In response to a question about the key technologies that universities should be teaching and researching in order to drive the wind power industry forward Andy Cukurs, CEO, North America, Suzlon Wind Energy Corporation, replied that he would like to see more emphasis on remote monitoring and diagnostics and better transmission and interconnection technologies.  These are all technologies associated with the smart grid and are not unique to wind power.   He also mentioned the need for improved coating technology that would prevent ice build-up on the turbine blades which can cause inefficiency in operations.  Another great example of this type of innovation, is the evolving technology for energy storage at substations or in local communities as referenced in an article in Eco Periodicals, and supplied by another Chicago based company, S&C Electric.
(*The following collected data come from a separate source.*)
//! # Draft Persistence
//!
//! The draft is saved shortly after the user stops typing so a reload does not
//! lose work. [`DraftDebouncer`] keeps at most one pending write:
//!
//! - every [`edit`](DraftDebouncer::edit) replaces the pending text and pushes
//!   the deadline to `now + delay`
//! - [`poll`](DraftDebouncer::poll) writes once the deadline has passed
//! - [`flush`](DraftDebouncer::flush) writes immediately (shutdown, explicit save)
//! - [`cancel`](DraftDebouncer::cancel) drops the pending write (draft discarded)
//!
//! A burst of edits inside the window therefore produces exactly one write,
//! carrying the last value. Time is passed in, never read from a clock here.

use crate::error::Result;
use crate::store::backend::StorageBackend;
use crate::store::InboxStore;
use std::time::{Duration, Instant};

pub const DEFAULT_DEBOUNCE: Duration = Duration::from_millis(500);

#[derive(Debug, Clone, PartialEq, Eq)]
struct PendingWrite {
    text: String,
    due: Instant,
}

#[derive(Debug, Clone)]
pub struct DraftDebouncer {
    delay: Duration,
    pending: Option<PendingWrite>,
}

impl Default for DraftDebouncer {
    fn default() -> Self {
        Self::new(DEFAULT_DEBOUNCE)
    }
}

impl DraftDebouncer {
    pub fn new(delay: Duration) -> Self {
        Self {
            delay,
            pending: None,
        }
    }

    pub fn is_pending(&self) -> bool {
        self.pending.is_some()
    }

    /// When the pending write becomes due, if there is one.
    pub fn due_at(&self) -> Option<Instant> {
        self.pending.as_ref().map(|p| p.due)
    }

    /// Records an edit, rescheduling the pending write.
    pub fn edit(&mut self, text: impl Into<String>, now: Instant) {
        self.pending = Some(PendingWrite {
            text: text.into(),
            due: now + self.delay,
        });
    }

    /// Writes the pending draft if its deadline has passed.
    /// Returns whether a write happened.
    pub fn poll<B: StorageBackend>(&mut self, now: Instant, store: &InboxStore<B>) -> Result<bool> {
        let due = matches!(&self.pending, Some(pending) if now >= pending.due);
        if due {
            self.flush(store)
        } else {
            Ok(false)
        }
    }

    /// Writes the pending draft now, regardless of its deadline.
    ///
    /// On failure the write stays pending so a later poll can retry it.
    pub fn flush<B: StorageBackend>(&mut self, store: &InboxStore<B>) -> Result<bool> {
        let Some(pending) = self.pending.take() else {
            return Ok(false);
        };
        if let Err(e) = store.save_draft(&pending.text) {
            self.pending = Some(pending);
            return Err(e);
        }
        tracing::trace!(len = pending.text.len(), "draft persisted");
        Ok(true)
    }

    pub fn cancel(&mut self) {
        self.pending = None;
    }
}

#[cfg(test)]
mod tests {
    use super::*;
    use crate::store::backend::StoreKey;
    use crate::store::mem_backend::MemBackend;

    fn ms(n: u64) -> Duration {
        Duration::from_millis(n)
    }

    #[test]
    fn test_burst_of_edits_writes_once_with_final_value() {
        let store = InboxStore::new(MemBackend::new());
        let mut debouncer = DraftDebouncer::default();
        let start = Instant::now();

        for (i, text) in ["h", "he", "hel", "hell", "hello"].iter().enumerate() {
            let at = start + ms(100 * i as u64);
            debouncer.edit(*text, at);
            assert!(!debouncer.poll(at, &store).unwrap());
        }

        assert!(!debouncer.poll(start + ms(899), &store).unwrap());
        assert!(debouncer.poll(start + ms(900), &store).unwrap());
        assert!(!debouncer.poll(start + ms(5000), &store).unwrap());

        assert_eq!(store.backend().writes_to(StoreKey::Draft), vec!["hello"]);
    }

    #[test]
    fn test_separate_pauses_write_each_value() {
        let store = InboxStore::new(MemBackend::new());
        let mut debouncer = DraftDebouncer::new(ms(500));
        let start = Instant::now();

        debouncer.edit("first", start);
        debouncer.poll(start + ms(600), &store).unwrap();
        debouncer.edit("second", start + ms(700));
        debouncer.poll(start + ms(1300), &store).unwrap();

        assert_eq!(
            store.backend().writes_to(StoreKey::Draft),
            vec!["first", "second"]
        );
    }

    #[test]
    fn test_edit_reschedules_deadline() {
        let mut debouncer = DraftDebouncer::new(ms(500));
        let start = Instant::now();
        debouncer.edit("a", start);
        assert_eq!(debouncer.due_at(), Some(start + ms(500)));
        debouncer.edit("ab", start + ms(300));
        assert_eq!(debouncer.due_at(), Some(start + ms(800)));
    }

    #[test]
    fn test_flush_writes_immediately() {
        let store = InboxStore::new(MemBackend::new());
        let mut debouncer = DraftDebouncer::default();
        debouncer.edit("now please", Instant::now());
        assert!(debouncer.flush(&store).unwrap());
        assert!(!debouncer.is_pending());
        assert!(!debouncer.flush(&store).unwrap());
        assert_eq!(store.load_draft().as_deref(), Some("now please"));
    }

    #[test]
    fn test_cancel_drops_pending_write() {
        let store = InboxStore::new(MemBackend::new());
        let mut debouncer = DraftDebouncer::default();
        let start = Instant::now();
        debouncer.edit("never saved", start);
        debouncer.cancel();
        assert!(!debouncer.poll(start + ms(10_000), &store).unwrap());
        assert!(store.backend().writes().is_empty());
    }

    #[test]
    fn test_failed_write_stays_pending() {
        let store = InboxStore::new(MemBackend::new());
        let mut debouncer = DraftDebouncer::default();
        let start = Instant::now();
        debouncer.edit("retry me", start);

        store.backend().set_simulate_write_error(true);
        assert!(debouncer.poll(start + ms(600), &store).is_err());
        assert!(debouncer.is_pending());

        store.backend().set_simulate_write_error(false);
        assert!(debouncer.poll(start + ms(700), &store).unwrap());
        assert_eq!(store.load_draft().as_deref(), Some("retry me"));
    }
}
There was a good deal of discussion about the regulatory environment.  In Europe and other parts of the world, generous feed-in tariffs that allow operators of solar or wind power plants to sell electricity back to the utilities at higher prices on long term contracts have been used to stimulate the growth of the clean energy economy.  In the US, a system of tax credits is used but there are several limitations with these credits.  For one thing, they cannot be directly used by a startup company that has no profit to pay taxes on and so there is a secondary market to allow such firms to sell these credits in order to monetize them to help fund their investment.  Another problem with the US approach is the lack of security for companies due to the fact that many of these tax credit schemes are temporary and subject to renewal on a periodic basis.  However, as Madeline Weil of the Environmental Law & Policy Center noted, overly generous feed-in tariffs helped to boost the manufacture of Solar PV products but then some of those tariffs were revised downwards, causing a drop in demand which has caused a dramatic drop in the price of solar PV but has put manufacturers of this technology at some risk.

Perhaps the most well received statement of the entire event came during the Q&A portion of the final panel on the issue of clean energy financing.  Michael Eckhart, President of the American Council on Renewable Energy, noted that the biggest impediment to renewable energy financing is the fuel cost pass thru which essentially absolves fossil fuel based generating plants from having to account for the cost of fuel in preparing their rate cases to the utility commissions.  Based on discussions with people in the industry, he believes that if gas fired generating plants were required to lock in a price for 20 years as is often the case with wind and solar plants, the price that they would have to bid would rise to around 15c/KwH which would be on a par with or higher that current wind and solar rates in many markets.

Among the community and policy leaders participating were:

Industry representation included;

  • Sean Casten: President and CEO of Recycled Energy Development, a firm that specializes in capturing waste energy from industrial processes and turning that into heat and power.
  • Andris Cukurs: CEO North America of Suzlon Energy Corporation, a wind turbine manufacturer and operator of wind farms.
  • Peter Duprey: CEO of Acciona Energy North America, who are involved in building sustainable infrastructure, desalination and all forms of renewable power.
  • Declan Flanagan: CEO of Lincoln Renewable Energy, a developer of solar and wind power projects.
  • Amy Francetic: Managing Director & Founder of Invention Bridge, who provide innovation consulting services and investment capital to help commercialize science based research.
  • Pete Kadens: President of SoCore Energy, an innovator and pioneer in the solar industry providing solar power solutions to municipal and commercial clients.
  • Lois Scott: President of Scott Balice Strategies, a provider of public and corporate finance expertise.